Le Gerfaut
Morvan.
— Qu’est-ce que tu imagines ? Qu’on va se battre en duel ? Un gratte-papier bâtard contre un cavalier du Roi ? Les gens de ta sorte, on ne les touche qu’avec une houssine ou un bâton ! Allez, vous autres ! Attrapez-le-moi ! On va lui donner ce qu’il mérite. Mais attention ! ne l’abîmez pas encore.
Sous l’insulte, les mâchoires de Gilles s’étaient crispées. La bouffée de fureur qui flamba tout à coup en lui le poussa à oublier toute prudence. Sans plus songer à protéger ses arrières, il bondit sur Morvan l’épée haute.
— Je vais te montrer qui est bâtard, maudit pleutre qui refuses de te battre…
Un hurlement de rage souligna le dernier mot. Atteint au visage d’une longue estafilade, Morvan porta à sa joue blessée une main qui rougit instantanément, recula mais vociféra.
— Prenez-le, Bon Dieu ! Qu’est-ce que vous attendez ?
Les trois hommes, avec un bel ensemble, tombèrent sur Gilles qui, pris à revers, fut incapable de se défendre. En un instant il fut maîtrisé, dépouillé de sa veste et de sa chemise sur un geste de Morvan, attaché par les poignets à une corde vivement jetée par-dessus l’une des poutres du plafond et, dans cette position, hissé de quelques pouces au-dessus du sol.
— Que prétendez-vous faire ? fit-il toujours aussi calmement. Dois-je vous rappeler que j’ai été envoyé par M. de Rochambeau pour lui ramener l’Indien, qu’il l’attend ?
Impressionné peut-être, l’un des hommes bredouilla quelque chose sur le fait qu’il « valait peut-être mieux pas se créer des histoires » mais Morvan se mit à ricaner.
— À d’autres ! Qu’est-ce que le Général peut avoir à faire d’un gamin crasseux ? Et en admettant même que ce soit vrai ? Nous, on n’est pas obligés de le savoir et, comme il ne verra revenir ni lui ni toi ! Car mets-toi bien ça dans la tête quand on en aura fini avec toi, tu n’auras plus beaucoup de peau ni de viande sur les os, vermine ! Je vais te montrer ce qu’il en coûte de jeter un gentilhomme dans la boue.
— Tu n’avais pas besoin de moi pour ça, ricana Gilles à son tour. Quant au gentilhomme ! Je ne te savais pas si noble Samson la Rogne !

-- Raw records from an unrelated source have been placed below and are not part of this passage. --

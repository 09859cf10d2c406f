use clap::{Parser, Subcommand};
use client::{ControllerClient, ControllerEvent};
use log::{debug, info, warn};
use std::time::Duration;
use tokio_util::sync::CancellationToken;

#[derive(Parser, Debug)]
#[command(author, version, about, long_about = None)]
struct Args {
    /// Bridge server address to connect to
    #[arg(short = 's', long, default_value = "127.0.0.1:9998")]
    server: String,

    /// Seconds to wait between connection attempts
    #[arg(short = 'r', long, default_value = "5")]
    retry_delay: u64,

    /// Give up after this many connection attempts (retries forever if unset)
    #[arg(short = 'm', long)]
    max_attempts: Option<u32>,

    /// Seconds to wait for the start signal to be acknowledged
    #[arg(long, default_value = "5")]
    handshake_timeout: u64,

    #[command(subcommand)]
    action: Action,
}

#[derive(Subcommand, Debug)]
enum Action {
    /// Send a start signal and wait for the acknowledgement
    Start,
    /// Send a subtitle line
    Subtitle { text: String },
    /// Confirm the current selection
    Confirm,
    /// Handshake, then log everything the server sends, reconnecting whenever it goes away
    Monitor,
}

#[tokio::main]
async fn main() -> Result<(), Box<dyn std::error::Error>> {
    env_logger::init();

    if std::env::var("RUST_LOG").is_err() {
        eprintln!("Set RUST_LOG=info for detailed logging");
    }

    let args = Args::parse();
    let handshake_timeout = Duration::from_secs(args.handshake_timeout);
    let retry_delay = Duration::from_secs(args.retry_delay);

    info!("Connecting to: {}", args.server);
    let mut controller = ControllerClient::connect_with_retry(
        &args.server,
        retry_delay,
        args.max_attempts,
    )
    .await?;

    match args.action {
        Action::Start => controller.handshake(handshake_timeout).await?,
        Action::Subtitle { text } => controller.send_subtitle(&text).await?,
        Action::Confirm => controller.send_selection_confirmed().await?,
        Action::Monitor => {
            controller.handshake(handshake_timeout).await?;
            monitor(&mut controller, retry_delay).await;
        }
    }

    if let Err(e) = controller.shutdown().await {
        debug!("Closing the connection failed: {}", e);
    }
    Ok(())
}

/// Logs server events until Ctrl+C is pressed, redialing after the server
/// goes away.
async fn monitor(controller: &mut ControllerClient, retry_delay: Duration) {
    let token = CancellationToken::new();
    let ctrl_c = token.clone();
    tokio::spawn(async move {
        if tokio::signal::ctrl_c().await.is_ok() {
            info!("Received Ctrl+C, disconnecting...");
            ctrl_c.cancel();
        }
    });

    let result = controller
        .run(&token, retry_delay, |event| match event {
            ControllerEvent::Ack(id) => info!("Ack: {}", id),
            ControllerEvent::Command(command) => info!("Command: {}", command),
            ControllerEvent::Gaze(point) => info!("Gaze: ({}, {})", point.x, point.y),
            ControllerEvent::Unknown { kind, payload } => {
                warn!("Unhandled message '{}': {}", kind, payload)
            }
        })
        .await;

    if let Err(e) = result {
        warn!("Monitoring stopped: {}", e);
    }
}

Pendant ce temps l’homme qui ressemblait à Lucifer débouclait son ceinturon et en enroulait la lanière autour de son poignet de façon à laisser la boucle libre. C’était lui, de toute évidence, qui allait remplir l’office de bourreau. Sans doute, le pseudo-Samson avait-il l’art de se faire des amis… ou des complices.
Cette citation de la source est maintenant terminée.